Huh, hela nafas yang semakin nyaring terdengar. Aku berdecak, "Gak bisa nunggu biar gue buang hajat dulu apa?"

"Lo selalu ketiduran habis ngeden. Lama."

WHAT THE FROG!

WANJIRR

Itu tadi yang bilang mulutnya Anya? Astaga, harusnya tidak sekaget itu. Tidak mengendalikan atau memfilter ucapannya terlebih dahulu, itu adalah Anya.

Aku menggeram padanya dan sudah berniat meninggalkannya jika dia tidak segera bicara.

"Lo dengerin dulu," Anya menghelas nafas pelan, kemudian melanjutkan, "Maafin Ica ya?"

Aku tersenyum sinis padanya. "Kenapa lo yang minta maaf?"

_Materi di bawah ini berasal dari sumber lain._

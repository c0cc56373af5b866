//! The static, ordered deployment plan
//!
//! Order encodes layer dependencies: database and schema objects before
//! tables, tables before streams, streams before procedures, procedures
//! before scheduled tasks, and everything before governance policies.

use std::fmt;

/// Warehouse layer a step belongs to
#[derive(Debug, Clone, Copy, PartialEq, Eq, Hash, PartialOrd, Ord)]
pub enum Layer {
    /// Roles, database, schemas, warehouse
    Setup,
    /// Storage integration, file formats, stages
    Ingestion,
    /// Raw landed data
    Bronze,
    /// Cleaned and conformed data
    Silver,
    /// Business metrics
    Gold,
    /// Masking and row access policies
    Governance,
}

impl fmt::Display for Layer {
    fn fmt(&self, f: &mut fmt::Formatter<'_>) -> fmt::Result {
        let name = match self {
            Layer::Setup => "setup",
            Layer::Ingestion => "ingestion",
            Layer::Bronze => "bronze",
            Layer::Silver => "silver",
            Layer::Gold => "gold",
            Layer::Governance => "governance",
        };
        f.write_str(name)
    }
}

/// One SQL resource to apply, relative to the resource root
#[derive(Debug, Clone, Copy, PartialEq, Eq)]
pub struct DeploymentStep {
    /// Path relative to the resource root
    pub path: &'static str,

    /// Human-readable description for progress output
    pub description: &'static str,

    /// Layer the resource belongs to
    pub layer: Layer,
}

impl DeploymentStep {
    /// Create a new step
    pub const fn new(layer: Layer, path: &'static str, description: &'static str) -> Self {
        Self {
            path,
            description,
            layer,
        }
    }
}

/// Full deployment plan, applied strictly in this order
pub static DEPLOYMENT_PLAN: &[DeploymentStep] = &[
    // Database setup
    DeploymentStep::new(
        Layer::Setup,
        "sql/00_database_setup/01_create_roles.sql",
        "Creating roles",
    ),
    DeploymentStep::new(
        Layer::Setup,
        "sql/00_database_setup/02_create_database.sql",
        "Creating database",
    ),
    DeploymentStep::new(
        Layer::Setup,
        "sql/00_database_setup/03_create_schemas.sql",
        "Creating schemas",
    ),
    DeploymentStep::new(
        Layer::Setup,
        "sql/00_database_setup/04_create_warehouse.sql",
        "Creating warehouse",
    ),
    // Ingestion setup
    DeploymentStep::new(
        Layer::Ingestion,
        "sql/01_ingestion_setup/00_create_storage_integration.sql",
        "Setting up storage integration",
    ),
    DeploymentStep::new(
        Layer::Ingestion,
        "sql/01_ingestion_setup/01_create_file_format.sql",
        "Creating file format",
    ),
    DeploymentStep::new(
        Layer::Ingestion,
        "sql/01_ingestion_setup/02_create_stage.sql",
        "Creating stage",
    ),
    // Bronze
    DeploymentStep::new(
        Layer::Bronze,
        "sql/02_bronze/00_create_bronze_tables.sql",
        "Creating bronze tables",
    ),
    DeploymentStep::new(
        Layer::Bronze,
        "sql/02_bronze/01_create_bronze_streams.sql",
        "Creating bronze streams",
    ),
    DeploymentStep::new(
        Layer::Bronze,
        "sql/02_bronze/02_procedure_load_bronze_data.sql",
        "Creating bronze procedures",
    ),
    DeploymentStep::new(
        Layer::Bronze,
        "sql/02_bronze/03_create_daily_load_task.sql",
        "Creating bronze tasks",
    ),
    // Silver
    DeploymentStep::new(
        Layer::Silver,
        "sql/03_silver/00_create_silver_tables.sql",
        "Creating silver tables",
    ),
    DeploymentStep::new(
        Layer::Silver,
        "sql/03_silver/01_create_silver_streams.sql",
        "Creating silver streams",
    ),
    DeploymentStep::new(
        Layer::Silver,
        "sql/03_silver/02_procedure_bronze_to_silver.sql",
        "Creating silver procedures",
    ),
    DeploymentStep::new(
        Layer::Silver,
        "sql/03_silver/03_task_bronze_to_silver.sql",
        "Creating silver tasks",
    ),
    // Gold
    DeploymentStep::new(
        Layer::Gold,
        "sql/04_gold/create_metrics_tables.sql",
        "Creating gold tables",
    ),
    DeploymentStep::new(
        Layer::Gold,
        "sql/04_gold/01_procedure_silver_to_gold.sql",
        "Creating gold procedures",
    ),
    DeploymentStep::new(
        Layer::Gold,
        "sql/04_gold/02_task_gold_metrics.sql",
        "Creating gold tasks",
    ),
    // Governance
    DeploymentStep::new(
        Layer::Governance,
        "sql/06_governance/masking_policies.sql",
        "Creating masking policies",
    ),
    DeploymentStep::new(
        Layer::Governance,
        "sql/06_governance/row_access_policies.sql",
        "Creating RLS policies",
    ),
];

#[cfg(test)]
#[path = "plan_test.rs"]
mod tests;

Menjadikan Anya sebagai tameng kah? Seperti itu kah seorang teman, yang hanya bersembunyi dibalik punggung teman ketika dia melakukan kesalahan tanpa berniat mengakuinya? Apa bedanya dengan seorang pengecut?

"Hm, tadi maksud Ica bukan kayak gitu. Di-dia cuman.." Anya menggantungkan kalimatnya, terlihat bahwa dia tidak bisa melanjutkan.

"Cuman apa? Cuman mau ngatain gue?" Desisku datar membuat Anya beringsut sedikit.

"Lo tau, baru kali ini gue bersikap kayak bocah cuma karena omongan Ica yang seharusnya gak gue peduliin sama sekali." Aku mendekat sedikit pada Anya, melembutkan pandanganku sedikit saja.

Siapa tahu Anya paham, aku adalah manusia yang serba kekurangan namun mempunyai harapan sederhana. Yaitu menjalin persahabatan.

Memiliki teman yang berkenan menerima segala kekuranganku tanpa mencari-cari letak kelebihanku. Yang berbangga atas keterbukaannya untuk menerimaku. Sebenarnya, hanya sesederhana itu. Namun dimana aku harus mencari teman seperti itu?

"Harusnya gue nggak peduli, tapi gue nggak bisa bohong kalau gue sangat peduli. Gue mulai percaya kalian," Aku memundurkan diriku kebelakang. Menjaga jarak. "Tapi, kepercayaan itu nyakitin gue sendiri."

Aku kembali menatapnya datar, masih sama ketika Anya mencengkram kedua bahuku pelan. "Jangan kasih kepercayaan sebesar itu Al, lo nggak akan tahu akan dibalas seperti apa rasa lo itu." Anya menatapku sedih, pandangannya melemah.

Aku mengerutkan kening menatapnya, "Kalian sendiri yang bilang bakal selalu ada buat gue," Aku menghentikan ucapanku ketika mendapat pemikiran mengenai situasi ini.

"Oh, atau memang sebenarnya omongan kalian hanya bullshit? Seakan menjanjikan persahabatan paling sempurna, namun didalamnya menghancurkan."

Aku melihat Anya melotot dan menggeleng cepat, "Bukan Al, lo salah paham!" Terlihat Anya menyalahkan ucapanku.

"Salah ketika gue marah sama Ica? Salah ketika gue kecewa karena omongannya?"

Aku menepis tangannya yang bertengger dibahuku. Semakin melebarkan jarak diantara kami seolah kami adalah musuh.